Tudo é aparentemente passado na cabeça do protagonista e daí Iñárritu usar a cinematografia de Emmanuel Lubezki para criar um filme que pareça um longo plano sequência, ou seja, uma cena sem fim, onde a câmara flutua pelos cenários, seguindo os personagens. Essa incrível ideia, de execução notável, dá um ar ofegante e contínuo aos dias de Riggan, imparáveis e cansativos, desde preparação do espectáculo até ao desenlace.

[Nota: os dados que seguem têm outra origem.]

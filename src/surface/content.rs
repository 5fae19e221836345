//! Structured-content surface.
//!
//! The native model is a tree of text nodes, line breaks and elements. Logical
//! offsets index the concatenated text content (a line break counts as one
//! `\n`); native positions are [`NodePoint`]s, a child-index path to a leaf plus
//! an offset inside it.

use crate::bounds::Bounds;
use crate::error::RangeError;
use crate::util::text::{char_len, char_to_byte, line_at};

use super::{Surface, SurfaceKind, Viewport};

/// One node of the content tree
#[derive(Debug, Clone, PartialEq)]
pub enum Node {
    Text(String),
    /// Line break, text content `\n`
    Break,
    Element { tag: String, children: Vec<Node> },
}

impl Node {
    pub fn text(s: &str) -> Self {
        Node::Text(s.to_string())
    }

    pub fn element(tag: &str, children: Vec<Node>) -> Self {
        Node::Element {
            tag: tag.to_string(),
            children,
        }
    }

    /// Length of the text content in chars
    pub fn len(&self) -> usize {
        match self {
            Node::Text(s) => char_len(s),
            Node::Break => 1,
            Node::Element { children, .. } => children.iter().map(Node::len).sum(),
        }
    }

    pub fn is_empty(&self) -> bool {
        self.len() == 0
    }

    fn collect_text(&self, out: &mut String) {
        match self {
            Node::Text(s) => out.push_str(s),
            Node::Break => out.push('\n'),
            Node::Element { children, .. } => children.iter().for_each(|c| c.collect_text(out)),
        }
    }

    fn collect_markup(&self, out: &mut String) {
        match self {
            Node::Text(s) => out.push_str(s),
            Node::Break => out.push_str("<br>"),
            Node::Element { tag, children } => {
                out.push('<');
                out.push_str(tag);
                out.push('>');
                children.iter().for_each(|c| c.collect_markup(out));
                out.push_str("</");
                out.push_str(tag);
                out.push('>');
            }
        }
    }
}

/// Native position: child-index path from the root to a leaf, and a char
/// offset inside that leaf.
#[derive(Debug, Clone, PartialEq, Eq, Default)]
pub struct NodePoint {
    pub path: Vec<usize>,
    pub offset: usize,
}

/// Surface over a node tree with a native (node-point) selection.
#[derive(Debug, Clone, Default)]
pub struct ContentSurface {
    nodes: Vec<Node>,
    selection: Option<(NodePoint, NodePoint)>,
    viewport: Viewport,
}

impl ContentSurface {
    pub fn new(nodes: Vec<Node>) -> Self {
        Self {
            nodes,
            ..Self::default()
        }
    }

    pub fn nodes(&self) -> &[Node] {
        &self.nodes
    }

    /// Render the tree as simple markup (`<tag>..</tag>`, `<br>`)
    pub fn to_markup(&self) -> String {
        let mut out = String::new();
        self.nodes.iter().for_each(|n| n.collect_markup(&mut out));
        out
    }

    /// Translate a logical offset into a native node point
    pub fn locate(&self, offset: usize) -> NodePoint {
        let mut path = Vec::new();
        let mut remaining = offset;
        let mut level = &self.nodes;
        loop {
            let mut descended = false;
            for (i, node) in level.iter().enumerate() {
                let len = node.len();
                let last = i + 1 == level.len();
                if remaining < len || (remaining == len && last) {
                    path.push(i);
                    match node {
                        Node::Element { children, .. } if !children.is_empty() => {
                            level = children;
                            descended = true;
                        }
                        _ => {
                            return NodePoint {
                                path,
                                offset: remaining.min(len),
                            }
                        }
                    }
                    break;
                }
                remaining -= len;
            }
            if !descended {
                return NodePoint {
                    path,
                    offset: remaining,
                };
            }
        }
    }

    /// Translate a native node point back into a logical offset
    pub fn offset_of(&self, point: &NodePoint) -> usize {
        let mut offset = 0;
        let mut level = &self.nodes;
        for &index in &point.path {
            offset += level.iter().take(index).map(Node::len).sum::<usize>();
            match level.get(index) {
                Some(Node::Element { children, .. }) => level = children,
                Some(leaf) => return offset + point.offset.min(leaf.len()),
                None => return offset,
            }
        }
        offset + point.offset
    }
}

/// Split text leaves so that `offset` falls on a leaf boundary.
fn split_at(nodes: &mut Vec<Node>, offset: usize) {
    let mut base = 0;
    for i in 0..nodes.len() {
        let len = nodes[i].len();
        if offset > base && offset < base + len {
            let tail = match &mut nodes[i] {
                Node::Text(s) => {
                    let at = char_to_byte(s, offset - base);
                    Some(s.split_off(at))
                }
                Node::Element { children, .. } => {
                    split_at(children, offset - base);
                    None
                }
                Node::Break => None,
            };
            if let Some(tail) = tail {
                nodes.insert(i + 1, Node::Text(tail));
            }
            return;
        }
        base += len;
    }
}

/// Remove every node lying inside `[start, end)`. Boundaries must be split.
fn remove_range(nodes: &mut Vec<Node>, start: usize, end: usize) {
    let mut base = 0;
    nodes.retain_mut(|node| {
        let len = node.len();
        let (node_start, node_end) = (base, base + len);
        base = node_end;
        if len > 0 && node_start >= start && node_end <= end {
            return false;
        }
        match node {
            Node::Element { children, .. } => {
                if node_end > start && node_start < end {
                    remove_range(
                        children,
                        start.saturating_sub(node_start),
                        end.min(node_end) - node_start,
                    );
                }
                true
            }
            Node::Text(s) => !s.is_empty(),
            Node::Break => true,
        }
    });
}

/// Insert into the first text leaf touching `offset`
fn insert_into_text(nodes: &mut [Node], offset: usize, text: &str) -> bool {
    let mut base = 0;
    for node in nodes.iter_mut() {
        let len = node.len();
        if offset >= base && offset <= base + len {
            match node {
                Node::Text(s) => {
                    let at = char_to_byte(s, offset - base);
                    s.insert_str(at, text);
                    return true;
                }
                Node::Element { children, .. } => {
                    if insert_into_text(children, offset - base, text) {
                        return true;
                    }
                }
                Node::Break => {}
            }
        }
        base += len;
    }
    false
}

/// Top-level index of the first node starting at or after `offset`
fn top_level_index(nodes: &[Node], offset: usize) -> usize {
    let mut base = 0;
    for (i, node) in nodes.iter().enumerate() {
        if base >= offset {
            return i;
        }
        base += node.len();
    }
    nodes.len()
}

fn wrap_range(nodes: &mut Vec<Node>, start: usize, end: usize, tag: &str) {
    let old = std::mem::take(nodes);
    let mut run: Vec<Node> = Vec::new();
    let mut base = 0;
    for mut node in old {
        let len = node.len();
        let (node_start, node_end) = (base, base + len);
        base = node_end;
        let inside = node_start >= start && node_end <= end;
        if inside && (len > 0 || (!run.is_empty() && node_end < end)) {
            run.push(node);
            continue;
        }
        flush_run(nodes, &mut run, tag);
        if let Node::Element { children, .. } = &mut node {
            if node_end > start && node_start < end {
                wrap_range(
                    children,
                    start.saturating_sub(node_start),
                    end.min(node_end) - node_start,
                    tag,
                );
            }
        }
        nodes.push(node);
    }
    flush_run(nodes, &mut run, tag);
}

fn flush_run(nodes: &mut Vec<Node>, run: &mut Vec<Node>, tag: &str) {
    if !run.is_empty() {
        nodes.push(Node::element(tag, std::mem::take(run)));
    }
}

impl Surface for ContentSurface {
    fn kind(&self) -> SurfaceKind {
        SurfaceKind::Content
    }

    fn len_chars(&self) -> usize {
        self.nodes.iter().map(Node::len).sum()
    }

    fn text(&self) -> String {
        let mut out = String::new();
        self.nodes.iter().for_each(|n| n.collect_text(&mut out));
        out
    }

    fn slice(&self, start: usize, end: usize) -> String {
        let text = self.text();
        crate::util::text::char_slice(&text, start, end).to_string()
    }

    fn replace(&mut self, start: usize, end: usize, text: &str) {
        let len = self.len_chars();
        let start = start.min(len);
        let end = end.clamp(start, len);

        split_at(&mut self.nodes, start);
        split_at(&mut self.nodes, end);
        remove_range(&mut self.nodes, start, end);

        if !text.is_empty() && !insert_into_text(&mut self.nodes, start, text) {
            let index = top_level_index(&self.nodes, start);
            self.nodes.insert(index, Node::text(text));
        }

        let caret = self.locate(start + char_len(text));
        self.selection = Some((caret.clone(), caret));
    }

    fn selection(&self) -> Option<Bounds> {
        let (anchor, focus) = self.selection.as_ref()?;
        let a = self.offset_of(anchor);
        let f = self.offset_of(focus);
        Some(Bounds::new(a.min(f), a.max(f)))
    }

    fn set_selection(&mut self, bounds: Bounds) {
        let bounds = bounds.clamp(self.len_chars());
        self.selection = Some((self.locate(bounds.start), self.locate(bounds.end)));
    }

    fn visual_line(&self, offset: usize) -> usize {
        line_at(&self.text(), offset) - 1
    }

    fn viewport(&self) -> &Viewport {
        &self.viewport
    }

    fn viewport_mut(&mut self) -> &mut Viewport {
        &mut self.viewport
    }

    fn wrap(&mut self, bounds: Bounds, tag: &str) -> Result<(), RangeError> {
        let b = bounds.clamp(self.len_chars());
        split_at(&mut self.nodes, b.start);
        split_at(&mut self.nodes, b.end);
        if b.is_empty() {
            let index = top_level_index(&self.nodes, b.start);
            self.nodes.insert(index, Node::element(tag, Vec::new()));
        } else {
            wrap_range(&mut self.nodes, b.start, b.end, tag);
        }
        Ok(())
    }
}

#[cfg(test)]
mod tests {
    use super::*;

    fn sample() -> ContentSurface {
        ContentSurface::new(vec![
            Node::text("One"),
            Node::Break,
            Node::element("b", vec![Node::text("Two")]),
            Node::Break,
            Node::text("Three"),
        ])
    }

    #[test]
    fn test_text_content_concatenates_leaves() {
        let surface = sample();
        assert_eq!(surface.text(), "One\nTwo\nThree");
        assert_eq!(surface.len_chars(), 13);
        assert_eq!(surface.slice(4, 7), "Two");
    }

    #[test]
    fn test_locate_round_trips() {
        let surface = sample();
        for offset in 0..=surface.len_chars() {
            let point = surface.locate(offset);
            assert_eq!(surface.offset_of(&point), offset, "offset {}", offset);
        }
        assert_eq!(
            surface.locate(5),
            NodePoint {
                path: vec![2, 0],
                offset: 1
            }
        );
    }

    #[test]
    fn test_replace_across_nodes() {
        let mut surface = sample();
        surface.replace(2, 6, "X");
        assert_eq!(surface.text(), "OnXo\nThree");
        assert_eq!(surface.to_markup(), "OnX<b>o</b><br>Three");
    }

    #[test]
    fn test_replace_inside_element() {
        let mut surface = sample();
        surface.replace(4, 5, "*");
        assert_eq!(surface.to_markup(), "One<br><b>*wo</b><br>Three");
        assert_eq!(surface.selection(), Some(Bounds::collapsed(5)));
    }

    #[test]
    fn test_replace_everything() {
        let mut surface = sample();
        surface.replace(0, 13, "fresh");
        assert_eq!(surface.text(), "fresh");
    }

    #[test]
    fn test_insert_into_empty_tree() {
        let mut surface = ContentSurface::default();
        surface.replace(0, 0, "abc");
        assert_eq!(surface.text(), "abc");
    }

    #[test]
    fn test_wrap_keeps_text_and_nests() {
        let mut surface = sample();
        surface.wrap(Bounds::new(1, 6), "mark").unwrap();
        assert_eq!(surface.text(), "One\nTwo\nThree");
        assert_eq!(
            surface.to_markup(),
            "O<mark>ne<br></mark><b><mark>Tw</mark>o</b><br>Three"
        );
    }
}
/// Run `command` over the resolved `span`
async fn dispatch(
    session: &mut Session,
    range: &mut TextRange,
    cmd: &ParsedCommand,
    command: Command,
    span: LineSpan,
) -> Result<(), ExError> {
    let param = cmd.parameter.as_str();
    let variant = cmd.variant;
    match command {
        Command::Append => append(range, span.last, span.last, param, variant),
        Command::Insert => append(range, span.first.saturating_sub(1), span.first, param, variant),
        Command::Change => change(session, range, span, param, variant)?,
        Command::Delete => delete(session, range, span, param, true)?,
        Command::Yank => delete(session, range, span, param, false)?,
        Command::Put => put(session, range, span, param, variant)?,
        Command::Join => join(range, span, param, variant)?,
        Command::Move => transfer(session, range, span, param, true)?,
        Command::Copy => transfer(session, range, span, param, false)?,
        Command::Substitute | Command::Ampersand | Command::Tilde => {
            substitute(session, range, span, command, param)?
        }
        Command::Global => global(session, range, span, param, variant).await?,
        Command::Notglobal => global(session, range, span, param, true).await?,
        Command::Print => print(session, range, span, false),
        Command::Number => print(session, range, span, true),
        Command::LineNumber => session.host.stdout(&span.last.to_string()),
        Command::ShiftLeft | Command::ShiftRight => {
            shift(range, span, param, cmd.repeat, command == Command::ShiftRight)?
        }
        Command::Mark => mark(range, span, param)?,
        Command::Marks => marks(session, range),
        Command::Registers => registers(session),
        Command::Undo => {
            let restored = range.document().borrow_mut().undo();
            if let Some(bounds) = restored {
                range.set_bounds(bounds);
            }
        }
        Command::Redo => {
            let restored = range.document().borrow_mut().redo();
            if let Some(bounds) = restored {
                range.set_bounds(bounds);
            }
        }
        Command::Set => set(session, range, param)?,
        Command::Option(name) => {
            let output = range
                .document()
                .borrow_mut()
                .options_mut()
                .command(name, param, variant)?;
            if let Some(output) = output {
                session.host.stdout(&output);
            }
        }
        Command::Write => write(session, range, span, param).await?,
        Command::Edit => edit(session, range, param, variant).await?,
        Command::Read => read(session, range, span, param).await?,
        Command::File => file(session, range, param)?,
        Command::Quit => quit(session, range, variant)?,
        Command::Wq => {
            write(session, range, span, param).await?;
            quit(session, range, variant)?;
        }
        Command::Xit => {
            if range.document().borrow().status().is_dirty() {
                write(session, range, span, param).await?;
            }
            quit(session, range, variant)?;
        }
    }
    Ok(())
}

Mas o realizador sabe parar a câmara: Iñárritu tem a feliz percepção de que quando precisa desenvolver histórias paralelas e explorar os personagens secundários, deve desacelerar e dar espaço cénico suficiente para atores como Edward Norton brilharem. E no fundo, por baixo da correria constante e da depressão psicológica de Riggan, ouve-se a fenomenal banda sonora de Antonio Sánchez, composta maioritariamente por precursão, que dá um ritmo acelerado e intenso à narrativa, além de traduzir, em compassos e notas, umas das ideias essenciais do filme — a certo ponto, a própria banda sonora entra em cena, com um baterista a tocar nos corredores do teatro, mais uma vez a simbolizar a invasão do fantástico no comum em Birdman.

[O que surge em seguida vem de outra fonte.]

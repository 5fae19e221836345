//! Live ranges: bounds that follow the text as it is edited.
//!
//! A live range shares its bounds cell with the tracker through a weak
//! reference. The tracker never keeps a range alive, but it does keep the
//! registration slot until the range is explicitly untracked (dead slots are
//! pruned on the next rebase).

use std::cell::Cell;
use std::rc::{Rc, Weak};

use tracing::trace;

use crate::bounds::Bounds;
use crate::diff::TextChange;

/// Shared bounds storage of a range
pub type BoundsCell = Rc<Cell<Bounds>>;

/// Move `bounds` across `change`.
///
/// An endpoint before the edit stays put and one after it shifts by the size
/// delta. An endpoint inside the replaced region snaps: the start forward to
/// the end of the new text, the end back to the edit start. A range whose
/// interior is entirely replaced therefore collapses to a point.
pub fn rebase(bounds: Bounds, change: &TextChange) -> Bounds {
    if change.unchanged {
        return bounds;
    }
    let start = change.start;
    let old_end = change.old_end();
    let new_end = change.new_end();
    let shift = |at: usize| at - old_end + new_end;

    let b0 = if bounds.start <= start {
        bounds.start
    } else if bounds.start > old_end {
        shift(bounds.start)
    } else {
        new_end
    };

    let b1 = if bounds.end < start {
        bounds.end
    } else if bounds.end >= old_end {
        shift(bounds.end)
    } else {
        start
    };

    Bounds::new(b0, b1)
}

/// Per-document set of tracked ranges.
#[derive(Debug, Default)]
pub struct LiveRangeSet {
    entries: Vec<Weak<Cell<Bounds>>>,
}

impl LiveRangeSet {
    pub fn new() -> Self {
        Self::default()
    }

    /// Start tracking a bounds cell. Tracking the same cell twice is a no-op.
    pub fn track(&mut self, cell: &BoundsCell) {
        if !self.contains(cell) {
            self.entries.push(Rc::downgrade(cell));
        }
    }

    /// Stop tracking a bounds cell. Returns whether it was tracked.
    pub fn untrack(&mut self, cell: &BoundsCell) -> bool {
        let before = self.entries.len();
        let target = Rc::downgrade(cell);
        self.entries.retain(|w| !w.ptr_eq(&target));
        self.entries.len() != before
    }

    pub fn contains(&self, cell: &BoundsCell) -> bool {
        let target = Rc::downgrade(cell);
        self.entries.iter().any(|w| w.ptr_eq(&target))
    }

    /// Number of registration slots, including ones whose range is gone
    pub fn len(&self) -> usize {
        self.entries.len()
    }

    pub fn is_empty(&self) -> bool {
        self.entries.is_empty()
    }

    /// Rebase every tracked range across `change`
    pub fn rebase_all(&mut self, change: &TextChange) {
        if change.unchanged {
            return;
        }
        self.entries.retain(|weak| match weak.upgrade() {
            Some(cell) => {
                let before = cell.get();
                let after = rebase(before, change);
                trace!(%before, %after, "rebased live range");
                cell.set(after);
                true
            }
            None => false,
        });
    }
}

O filme passa uma imagem de ser um novo trabalho cultural que rema contra a maré da industrialização das artes. Chega até a disparar contra o grupo de críticos que constituem a coluna da sociedade cultural nova-iorquina, denunciando uma certa possessão destes sobre a arte. É prepotente achar que existe uma superioridade entre a verdadeira e a falsa arte em pleno século XXI, depois de uma inundação de pós-modernidade sobre a arte clássica, como reflete o próprio protagonista. Mas, por baixo dessa filosofia, acaba por se revelar uma eloquente história de um homem que procura um lugar no admirável mundo novo que ele próprio não viu chegar. Insano, frenético e ácido, Birdman ou (A Inesperada Virtude da Ignorância) delicia-se em ser elipticamente do contra. E ainda bem.